Tuesday, April 24, 2007

Fishing Pigs in Tonga

Thanks to one of the only ads on a website that I've ever clicked, I found this great article in the Christian Science Monitor from September 2006 entitled "In Tonga, Pigs Fish But Don't Fly." According to the research of Nick Squire, pigs on the archipelago's main island, Tongatapu, have taken to foraging at low tide for stranded fish, clams, mussels, etc. (see picture at right). Apparently these fishing hogs, some of which wade fairly far out into the ocean, have become a tourist attraction; Squire's article quotes Alan Batey, a vacationing British businessman as noting: "It's almost unbelievable. To see pigs paddling around so far out to sea is bizarre." I don't find it that much of a stretch, really. Pigs are smart and curious and courageous, so as Joe Naeata, a local tour guide observed, "Perhaps one of the braver pigs went into the sea one day and the rest just followed."
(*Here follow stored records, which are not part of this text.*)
// Copyright (c) 2025, The Ruskit Authors
// MIT License
// All rights reserved.

//! # Task Message Publisher
//!
//! Producer side of the task queue. Messages are published persistently to the
//! configured exchange with the queue name as routing key, as JSON, with the current
//! OpenTelemetry context in their headers.
//!
//! The consuming broker (`AmqpCeleryBroker`) does not publish; producers own a
//! `TaskPublisher` on a channel of their own.

use crate::{
    channel::{AmqpChannel, Connector},
    codec::{self, TaskMessage, CONTENT_ENCODING, CONTENT_TYPE},
    config::BrokerConfig,
    errors::BrokerError,
    exchange::ExchangeConfig,
    otel,
    queue::QueueConfig,
};
use lapin::{
    types::{FieldTable, ShortString},
    BasicProperties,
};
use opentelemetry::Context;
use std::sync::Arc;
use tracing::{debug, error};

/// AMQP delivery mode of messages that survive a broker restart
pub const PERSISTENT_DELIVERY_MODE: u8 = 2;

pub struct TaskPublisher {
    channel: Arc<dyn AmqpChannel>,
    exchange: ExchangeConfig,
    queue: QueueConfig,
}

impl TaskPublisher {
    pub fn new(channel: Arc<dyn AmqpChannel>, exchange: ExchangeConfig, queue: QueueConfig) -> Self {
        TaskPublisher {
            channel,
            exchange,
            queue,
        }
    }

    /// Opens a dedicated channel for publishing to the topology of `config`.
    pub async fn connect(
        config: &BrokerConfig,
        connector: &dyn Connector,
    ) -> Result<Self, BrokerError> {
        let channel = connector
            .connect(&config.address, &config.connection_name)
            .await?;

        Ok(TaskPublisher::new(
            channel,
            config.exchange.clone(),
            config.queue.clone(),
        ))
    }

    pub async fn publish(&self, ctx: &Context, message: &TaskMessage) -> Result<(), BrokerError> {
        let body = codec::encode(message)?;

        let properties = BasicProperties::default()
            .with_content_type(ShortString::from(CONTENT_TYPE))
            .with_content_encoding(ShortString::from(CONTENT_ENCODING))
            .with_delivery_mode(PERSISTENT_DELIVERY_MODE)
            .with_message_id(ShortString::from(message.id.clone()))
            .with_correlation_id(ShortString::from(message.id.clone()))
            .with_headers(FieldTable::from(otel::inject(ctx)));

        match self
            .channel
            .publish(&self.exchange.name, &self.queue.name, body, properties)
            .await
        {
            Err(err) => {
                error!(error = err.to_string(), "error publishing message");
                Err(BrokerError::Publishing(err.to_string()))
            }
            _ => {
                debug!(id = message.id, task = message.task, "task message published");
                Ok(())
            }
        }
    }
}

#[cfg(test)]
mod tests {
    use super::*;
    use crate::{channel::MockAmqpChannel, errors::ChannelError};
    use serde_json::json;

    #[tokio::test]
    async fn publishes_persistent_json_routed_by_queue_name() {
        let mut channel = MockAmqpChannel::new();
        channel
            .expect_publish()
            .withf(|exchange, routing_key, payload, props| {
                let decoded = codec::decode(payload).unwrap();
                exchange == "default"
                    && routing_key == "celery"
                    && decoded.id == "abc"
                    && decoded.args == vec![json!(1), json!(2)]
                    && *props.delivery_mode() == Some(PERSISTENT_DELIVERY_MODE)
                    && props.content_type().as_ref().map(|c| c.as_str()) == Some(CONTENT_TYPE)
                    && props.message_id().as_ref().map(|c| c.as_str()) == Some("abc")
            })
            .times(1)
            .returning(|_, _, _, _| Ok(()));

        let publisher = TaskPublisher::new(
            Arc::new(channel),
            ExchangeConfig::default(),
            QueueConfig::default(),
        );

        let message = TaskMessage::new("add")
            .with_id("abc")
            .with_args(vec![json!(1), json!(2)]);
        publisher.publish(&Context::new(), &message).await.unwrap();
    }

    #[tokio::test]
    async fn publish_failure_is_reported() {
        let mut channel = MockAmqpChannel::new();
        channel
            .expect_publish()
            .returning(|_, _, _, _| Err(ChannelError::Closed("connection reset".to_owned())));

        let publisher = TaskPublisher::new(
            Arc::new(channel),
            ExchangeConfig::default(),
            QueueConfig::default(),
        );

        assert!(matches!(
            publisher
                .publish(&Context::new(), &TaskMessage::new("add"))
                .await,
            Err(BrokerError::Publishing(_))
        ));
    }
}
By the way, there's a great aside in the article about the history of pigs in Tonga, which are supposedly all the descendants of pigs brought over by Captain James Cook. While I'm inherently skeptical about single origin stories (even more so in the U.S., where it's clearly not likely that all pigs are descended from those brought to Tampa Bay by Hernando de Soto in 1539), I'm intrigued by the idea that local Tongans call pigs "Captain Cookers."